Presumptive President-elect Joe Biden is expected to take a more measured and multilateral approach to trade policy than President Trump, observers say, but is also unlikely to make significant short-term changes to the tariffs and other restrictions imposed by his predecessor.
Nicole Bivens Collinson, head of ST&R’s government relations practice, will discuss trade policy under Biden in a Nov. 19 webinar. Click here to register for the webinar on demand, or for more information.

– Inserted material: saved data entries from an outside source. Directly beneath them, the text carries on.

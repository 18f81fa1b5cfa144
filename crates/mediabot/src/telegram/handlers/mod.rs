//! Update handlers: commands, prompt replies, media uploads and button presses

mod callbacks;
pub mod commands;
mod media;
mod schema;
mod types;

pub use schema::schema;
pub use types::{HandlerDeps, HandlerError};
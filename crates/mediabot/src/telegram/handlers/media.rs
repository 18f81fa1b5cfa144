//! Inbound files, photos and plain-text replies

use teloxide::prelude::*;

use mediacore::JobRequest;

use super::types::{HandlerDeps, HandlerError, chat_of, sender_id};
use crate::telegram::files::{largest_photo, remote_file};

/// Starts a job for a document, video or audio message.
///
/// The job runs on its own task so that replies to its prompts can reach the
/// pending-reply registry while it waits.
pub async fn handle_media(msg: &Message, deps: &HandlerDeps) -> Result<(), HandlerError> {
    let (Some(user_id), Some(file)) = (sender_id(msg), remote_file(msg)) else {
        return Ok(());
    };
    let req = JobRequest {
        user_id,
        chat: chat_of(msg),
        file,
        caption: msg.caption().map(str::to_string),
    };

    let pipeline = deps.pipeline.clone();
    tokio::spawn(async move {
        let name = req.file.file_name.clone();
        let outcome = pipeline.handle_file(req).await;
        log::debug!("Job for {} returned {:?}", name, outcome);
    });
    Ok(())
}

/// A photo becomes the user's thumbnail
pub async fn handle_photo(bot: &Bot, msg: &Message, deps: &HandlerDeps) -> Result<(), HandlerError> {
    let (Some(user_id), Some(file_id)) = (sender_id(msg), largest_photo(msg)) else {
        return Ok(());
    };
    deps.store().set_thumbnail(user_id, Some(file_id)).await?;
    log::info!("🖼 Thumbnail saved for user {}", user_id);
    bot.send_message(msg.chat.id, "✅ Thumbnail saved!\n\nUse /viewthumb to see it or /delthumb to remove it.")
        .await?;
    Ok(())
}

/// Hands a text message to a waiting prompt, if any. Returns whether it was consumed.
pub fn deliver_reply(msg: &Message, deps: &HandlerDeps) -> bool {
    let Some(text) = msg.text() else {
        return false;
    };
    deps.replies.deliver(msg.chat.id.0, text)
}

/// Plain text while an auto-trim session waits for its final filename
pub async fn handle_autotrim_name(msg: &Message, deps: &HandlerDeps) -> Result<(), HandlerError> {
    let (Some(user_id), Some(text)) = (sender_id(msg), msg.text()) else {
        return Ok(());
    };
    let pipeline = deps.pipeline.clone();
    let text = text.to_string();
    tokio::spawn(async move {
        if let Some(outcome) = pipeline.autotrim_filename_reply(user_id, &text).await {
            log::info!("Auto-trim upload for user {} ended: {}", user_id, outcome.label());
        }
    });
    Ok(())
}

Press reports, citing experts and analysts, indicate that a President Biden will have little political room to reduce or eliminate the Section 301 tariffs currently in place on hundreds of billions of dollars’ worth of goods imported from China. Biden has criticized Trump for the manner in which he imposed the tariffs, which are widely acknowledged to have burdened the U.S. businesses and consumers who ultimately pay them. However, he has also expressed a willingness to utilize tariffs when necessary, though he has pledged to consult with allies as part of that process. Considering that both Republicans and Democrats now appear to agree on the need for the U.S. to take a tougher line on trade with China, while Biden may not levy any new tariffs on China, at least in the near future, he also will likely maintain those already in place until a better solution to the problems the tariffs were designed to address becomes available.

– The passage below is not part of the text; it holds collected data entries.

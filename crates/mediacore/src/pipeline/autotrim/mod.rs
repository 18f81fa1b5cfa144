//! Auto-trim job: cut repeated intro cards out of an episode.
//!
//! ```text
//! intro video ─► reference frame
//! target ─► scan (gray frames) ─► hits ─► keep segments ─► cut + concat
//!        ─► wait for filename ─► episode thumbnail ─► upload to series channel
//! ```
//!
//! The job spans two inbound messages (the start, then the filename reply),
//! so its state lives in [`session::AutotrimSessions`].

pub mod detect;
pub mod segments;
pub mod session;

use std::path::{Path, PathBuf};

use url::Url;

use self::detect::IntroDetector;
use self::segments::keep_segments;
use self::session::{SessionTicket, Stage};
use super::choices::{Callback, ChoiceAction, ChoiceKind, PendingChoice};
use super::dispatcher::{failed, settle};
use super::fetch::{fetch_to_file, filename_from_url, parse_media_url};
use super::scratch::Scratch;
use super::status::Status;
use super::{JobOutcome, JobRequest, Pipeline};
use crate::core::config::{self, autotrim as tuning};
use crate::core::error::{AppError, AppResult};
use crate::core::metrics;
use crate::media::tool::FrameGeometry;
use crate::media::{commands, format_duration, get_file_size, has_media_extension, human_bytes, split_extension};
use crate::naming::patterns::{extract_autotrim_episode, extract_quality};
use crate::naming::text::sanitize_filename;
use crate::storage::UserId;
use crate::transport::{Button, ChatRef, MessageRef, OutgoingFile, RemoteFile, SendAs};

/// Scan geometry used for both the reference frame and the target
pub fn scan_geometry() -> FrameGeometry {
    FrameGeometry {
        width: tuning::FRAME_WIDTH,
        height: tuning::FRAME_HEIGHT,
        fps: tuning::SCAN_FPS,
    }
}

/// Final upload name from the user's reply; `.mp4` when it has no media extension
pub fn autotrim_filename(reply: &str) -> String {
    let name = sanitize_filename(reply.trim());
    if name.is_empty() {
        "autotrim.mp4".to_string()
    } else if has_media_extension(&name) {
        name
    } else {
        format!("{}.mp4", name)
    }
}

enum Source<'a> {
    Link(Url),
    File(&'a RemoteFile),
}

impl Source<'_> {
    fn name(&self) -> String {
        match self {
            Source::Link(url) => filename_from_url(url),
            Source::File(file) => file.file_name.clone(),
        }
    }
}

enum Prepared {
    Ready {
        output: PathBuf,
        hits: usize,
        segments: usize,
    },
    /// Normal "nothing to cut" result with a diagnostic
    Nothing(String),
    Cancelled,
}
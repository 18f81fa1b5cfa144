//! Pending-reply registry behind interactive prompts.
//!
//! A prompt registers a waiter for its chat before the question is sent; the
//! next plain text message in that chat is routed to it instead of the
//! regular handlers. A newer prompt in the same chat replaces the older one,
//! whose receiver then resolves with an error.

use std::sync::Arc;
use std::sync::atomic::{AtomicU64, Ordering};

use dashmap::DashMap;
use tokio::sync::oneshot;

struct Waiter {
    id: u64,
    tx: oneshot::Sender<String>,
}

/// Handle to a registered waiter
pub struct ReplyTicket {
    pub chat_id: i64,
    pub id: u64,
    pub rx: oneshot::Receiver<String>,
}

#[derive(Clone, Default)]
pub struct PendingReplies {
    waiters: Arc<DashMap<i64, Waiter>>,
    next_id: Arc<AtomicU64>,
}

impl PendingReplies {
    pub fn new() -> Self {
        Self::default()
    }

    /// Registers a waiter for `chat_id`, replacing any previous one
    pub fn register(&self, chat_id: i64) -> ReplyTicket {
        let id = self.next_id.fetch_add(1, Ordering::Relaxed);
        let (tx, rx) = oneshot::channel();
        if self.waiters.insert(chat_id, Waiter { id, tx }).is_some() {
            log::debug!("Prompt in chat {} replaced an unanswered one", chat_id);
        }
        ReplyTicket { chat_id, id, rx }
    }

    /// Hands `text` to the chat's waiter. False when nobody is waiting.
    pub fn deliver(&self, chat_id: i64, text: &str) -> bool {
        let Some((_, waiter)) = self.waiters.remove(&chat_id) else {
            return false;
        };
        // The prompt may have given up between the lookup and the send
        waiter.tx.send(text.to_string()).is_ok()
    }

    /// Drops the ticket's waiter unless a newer prompt already replaced it
    pub fn forget(&self, ticket: &ReplyTicket) {
        self.waiters.remove_if(&ticket.chat_id, |_, w| w.id == ticket.id);
    }

    pub fn is_waiting(&self, chat_id: i64) -> bool {
        self.waiters.contains_key(&chat_id)
    }

    pub fn len(&self) -> usize {
        self.waiters.len()
    }

    pub fn is_empty(&self) -> bool {
        self.waiters.is_empty()
    }
}

#[cfg(test)]
mod tests {
    use super::*;
    use pretty_assertions::assert_eq;

    #[tokio::test]
    async fn test_deliver_reaches_waiter() {
        let replies = PendingReplies::new();
        let ticket = replies.register(7);
        assert!(replies.is_waiting(7));

        assert!(replies.deliver(7, "New Name"));
        assert_eq!(ticket.rx.await.unwrap(), "New Name");
        assert!(replies.is_empty());
    }

    #[test]
    fn test_deliver_without_waiter() {
        let replies = PendingReplies::new();
        assert!(!replies.deliver(7, "hello"));
    }

    #[tokio::test]
    async fn test_newer_prompt_replaces_older() {
        let replies = PendingReplies::new();
        let first = replies.register(7);
        let second = replies.register(7);

        // The replaced sender is dropped
        assert!(first.rx.await.is_err());

        // Forgetting the stale ticket keeps the newer waiter
        let stale = ReplyTicket {
            chat_id: 7,
            id: 0,
            rx: oneshot::channel().1,
        };
        replies.forget(&stale);
        assert!(replies.is_waiting(7));

        assert!(replies.deliver(7, "x"));
        assert_eq!(second.rx.await.unwrap(), "x");
    }

    #[test]
    fn test_forget_removes_own_waiter() {
        let replies = PendingReplies::new();
        let ticket = replies.register(1);
        replies.register(2);
        replies.forget(&ticket);
        assert!(!replies.is_waiting(1));
        assert_eq!(replies.len(), 1);
    }
}
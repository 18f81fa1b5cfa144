//! Telegram bot integration and handlers

pub mod bot;
pub mod files;
pub mod handlers;
pub mod replies;
pub mod transport;

pub use teloxide::Bot;

pub use bot::{Command, create_bot, create_elevated_bot, setup_bot_commands};
pub use handlers::{HandlerDeps, HandlerError, schema};
pub use replies::PendingReplies;
pub use transport::TelegramTransport;
//! Naming transform engine.
//!
//! Computes an output filename from the raw filename, the optional caption and
//! the user's naming rules. Everything here is pure and deterministic; the only
//! non-pure outcome, asking the user for a name, is returned as
//! [`NamePlan::Ask`] and resolved by the rename job.
//!
//! Order of operations on the chosen basis:
//! 1. remove words, then replace words, then collapse whitespace
//! 2. prefix
//! 3. `_`/`.` to spaces
//! 4. suffix
//! 5. extension, sanitize
//!
//! A format template replaces step 1 entirely.

pub mod patterns;
pub mod text;

use crate::media::{has_media_extension, split_extension};

/// The subset of preferences that drives naming
#[derive(Debug, Clone, Default, PartialEq, Eq)]
pub struct NamingRules {
    pub template: Option<String>,
    pub remove_words: Vec<String>,
    pub replace_words: Vec<(String, String)>,
    pub prefix: Option<String>,
    pub suffix: Option<String>,
}

impl NamingRules {
    /// True when any remove or replace rule is configured
    pub fn has_word_rules(&self) -> bool {
        !self.remove_words.is_empty() || !self.replace_words.is_empty()
    }

    fn active_template(&self) -> Option<&str> {
        self.template
            .as_deref()
            .map(str::trim)
            .filter(|t| !t.is_empty() && !t.eq_ignore_ascii_case("none"))
    }
}

/// Result of the naming decision table
#[derive(Debug, Clone, PartialEq, Eq)]
pub enum NamePlan {
    /// Final filename
    Ready(String),
    /// Nothing to derive a name from; the user must supply one
    Ask,
}

/// Runs the decision table for `raw_filename` and `caption`.
pub fn plan_filename(raw_filename: &str, caption: Option<&str>, rules: &NamingRules) -> NamePlan {
    let (_, extension) = split_extension(raw_filename);

    if let Some(template) = rules.active_template() {
        let rendered = render_template(template, raw_filename);
        return NamePlan::Ready(finish(&rendered, extension, rules, raw_filename));
    }

    if !rules.has_word_rules() {
        return NamePlan::Ask;
    }

    let basis = match caption.map(str::trim).filter(|c| !c.is_empty()) {
        Some(caption) if has_media_extension(caption) => split_extension(caption).0,
        _ => split_extension(raw_filename).0,
    };
    NamePlan::Ready(apply_rules_and_finish(basis, extension, rules, raw_filename))
}

/// Turns a user-supplied reply into the final filename.
///
/// A reply without a recognized media extension gets the original extension.
/// Word rules still apply to the reply.
pub fn name_from_reply(reply: &str, raw_filename: &str, rules: &NamingRules) -> String {
    let reply = reply.trim();
    let (stem, extension) = if has_media_extension(reply) {
        split_extension(reply)
    } else {
        (reply, split_extension(raw_filename).1)
    };
    apply_rules_and_finish(stem, extension, rules, raw_filename)
}

/// Original filename, sanitized. Used when a prompt times out.
pub fn fallback_name(raw_filename: &str) -> String {
    let sanitized = text::sanitize_filename(raw_filename);
    if sanitized.is_empty() {
        "file".to_string()
    } else {
        sanitized
    }
}

/// Substitutes `[episode]` (first occurrence, as `EP{n}`) and `[quality]`
/// (every occurrence). An unknown episode leaves the placeholder in place.
pub fn render_template(template: &str, raw_filename: &str) -> String {
    let mut rendered = template.to_string();
    if let Some(episode) = patterns::extract_episode(raw_filename) {
        rendered = rendered.replacen("[episode]", &format!("EP{}", episode), 1);
    }
    if rendered.contains("[quality]") {
        rendered = rendered.replace("[quality]", &patterns::extract_quality(raw_filename));
    }
    rendered
}

fn apply_rules_and_finish(stem: &str, extension: &str, rules: &NamingRules, raw_filename: &str) -> String {
    let removed = text::remove_words(stem, &rules.remove_words);
    let replaced = text::replace_words(&removed, &rules.replace_words);
    let basis = text::collapse_whitespace(&replaced);
    finish(&basis, extension, rules, raw_filename)
}

fn finish(basis: &str, extension: &str, rules: &NamingRules, raw_filename: &str) -> String {
    let mut name = basis.to_string();

    if let Some(prefix) = rules.prefix.as_deref().filter(|p| !p.trim().is_empty()) {
        name = format!("{} {}", prefix.trim(), name);
    }

    name = text::normalize_separators(&name);

    if let Some(suffix) = rules.suffix.as_deref().filter(|s| !s.trim().is_empty()) {
        name = format!("{} {}", name, suffix.trim());
    }

    if name.trim().is_empty() {
        // Every character was stripped; keep the source stem rather than ship ".mkv"
        name = text::normalize_separators(split_extension(raw_filename).0);
    }

    text::sanitize_filename(&format!("{}{}", name, extension))
}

Similarly, there is expected to be little to no change in the existing Section 232 tariffs on steel and aluminum products, industries that are typically sensitive to imports in the best of times and especially so now amid the pandemic-related economic uncertainty. However, there could be room to adjust or eliminate the Section 301 tariffs on imports from the European Union if a Biden administration opts to negotiate a resolution to the two sides’ long-running dispute over aircraft subsidies.
Biden is expected to focus primarily on domestic policy, particularly economic recovery and alleviating the pandemic, and so is unlikely to pursue any new trade agreements in the near term. Ongoing talks with the United Kingdom and Kenya will probably continue, but phase two agreements with China and Japan, as well as “mini-deals” with Brazil, India, and others, will likely be on hold for the foreseeable future. The U.S. is also unlikely to pursue membership in the Trans-Pacific Partnership, at least in the near term, and if it does so in the future it will be under revised terms.

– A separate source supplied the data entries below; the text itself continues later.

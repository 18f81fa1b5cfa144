//! Per-user auto-trim sessions.
//!
//! Created when a job starts, removed on upload, failure or cancel. Never
//! persisted. Map guards are never held across an await: every method here
//! is synchronous.
//!
//! Every session carries an id. A job only touches the session it opened:
//! once that session is cancelled, writes under its [`SessionTicket`] miss,
//! even when a newer session exists for the same user.

use std::path::PathBuf;
use std::sync::atomic::{AtomicU64, Ordering};
use std::sync::Arc;
use std::time::Instant;

use dashmap::mapref::entry::Entry;
use dashmap::DashMap;
use tokio_util::sync::CancellationToken;

use crate::pipeline::scratch::Scratch;
use crate::storage::UserId;
use crate::transport::{ChatRef, MessageRef};

#[derive(Debug, Clone, Copy, PartialEq, Eq, strum::Display)]
#[strum(serialize_all = "lowercase")]
pub enum Stage {
    Preparing,
    Analyzing,
    Cutting,
    /// Trimmed output ready, waiting for the final filename
    AwaitingName,
    Uploading,
}

#[derive(Debug)]
pub struct Session {
    pub id: u64,
    pub stage: Stage,
    pub chat: ChatRef,
    pub status: Option<MessageRef>,
    pub source_name: String,
    pub cancel: CancellationToken,
    pub hits: usize,
    pub segments: usize,
    pub output: Option<PathBuf>,
    pub scratch: Option<Scratch>,
    pub started: Instant,
}

/// Cloneable view of a session for status replies
#[derive(Debug, Clone, PartialEq, Eq)]
pub struct SessionSummary {
    pub stage: Stage,
    pub source_name: String,
    pub hits: usize,
    pub segments: usize,
    pub elapsed_secs: u64,
}

/// Handed to the job that opened a session
#[derive(Debug, Clone)]
pub struct SessionTicket {
    pub id: u64,
    pub cancel: CancellationToken,
}

/// What the filename reply needs to upload the trimmed output
#[derive(Debug, Clone, PartialEq, Eq)]
pub struct UploadClaim {
    pub id: u64,
    pub output: PathBuf,
    pub status: Option<MessageRef>,
    pub chat: ChatRef,
}

#[derive(Debug, Clone, Default)]
pub struct AutotrimSessions {
    inner: Arc<DashMap<UserId, Session>>,
    next_id: Arc<AtomicU64>,
}

impl AutotrimSessions {
    /// Opens a session; `None` when the user already has one
    pub fn begin(&self, user: UserId, chat: ChatRef, source_name: &str) -> Option<SessionTicket> {
        match self.inner.entry(user) {
            Entry::Occupied(_) => None,
            Entry::Vacant(entry) => {
                let id = self.next_id.fetch_add(1, Ordering::Relaxed);
                let cancel = CancellationToken::new();
                entry.insert(Session {
                    id,
                    stage: Stage::Preparing,
                    chat,
                    status: None,
                    source_name: source_name.to_string(),
                    cancel: cancel.clone(),
                    hits: 0,
                    segments: 0,
                    output: None,
                    scratch: None,
                    started: Instant::now(),
                });
                Some(SessionTicket { id, cancel })
            }
        }
    }

    /// Applies `f` to the session opened under `id`. Returns whether it was
    /// still there.
    pub fn update(&self, user: UserId, id: u64, f: impl FnOnce(&mut Session)) -> bool {
        match self.inner.get_mut(&user) {
            Some(mut session) if session.id == id => {
                f(&mut session);
                true
            }
            _ => false,
        }
    }

    pub fn set_stage(&self, user: UserId, id: u64, stage: Stage) -> bool {
        self.update(user, id, |s| s.stage = stage)
    }

    pub fn summary(&self, user: UserId) -> Option<SessionSummary> {
        self.inner.get(&user).map(|s| SessionSummary {
            stage: s.stage,
            source_name: s.source_name.clone(),
            hits: s.hits,
            segments: s.segments,
            elapsed_secs: s.started.elapsed().as_secs(),
        })
    }

    pub fn is_awaiting_name(&self, user: UserId) -> bool {
        self.inner
            .get(&user)
            .is_some_and(|s| s.stage == Stage::AwaitingName)
    }

    /// Moves an awaiting session to `Uploading` and hands it out. Only one
    /// caller wins when two replies race.
    pub fn claim_for_upload(&self, user: UserId) -> Option<UploadClaim> {
        let mut session = self.inner.get_mut(&user)?;
        if session.stage != Stage::AwaitingName {
            return None;
        }
        let output = session.output.clone()?;
        session.stage = Stage::Uploading;
        Some(UploadClaim {
            id: session.id,
            output,
            status: session.status,
            chat: session.chat,
        })
    }

    /// Removes the session without cancelling it
    pub fn take(&self, user: UserId) -> Option<Session> {
        self.inner.remove(&user).map(|(_, session)| session)
    }

    /// Removes the session only when it is the one opened under `id`
    pub fn take_if(&self, user: UserId, id: u64) -> Option<Session> {
        self.inner
            .remove_if(&user, |_, session| session.id == id)
            .map(|(_, session)| session)
    }

    /// Cancels in-flight work and removes the session
    pub fn cancel(&self, user: UserId) -> Option<Session> {
        let session = self.take(user)?;
        session.cancel.cancel();
        Some(session)
    }

    pub fn len(&self) -> usize {
        self.inner.len()
    }

    pub fn is_empty(&self) -> bool {
        self.inner.is_empty()
    }
}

On the other hand, a Biden administration is expected to be much more amenable to multilateral cooperation, including within international institutions such as the World Trade Organization. Biden has said he intends to enlist the help of major trading partners to resolve longstanding trade grievances with China. Toward that end, the White House is likely to be more proactive in advancing efforts to secure reforms at the WTO that will enable that body to more effectively address not only China but also a raft of other 21st century trade issues. The administration could also seek to increase engagement with others on the trade impacts of issues such as digital services taxes, worker rights, and climate change.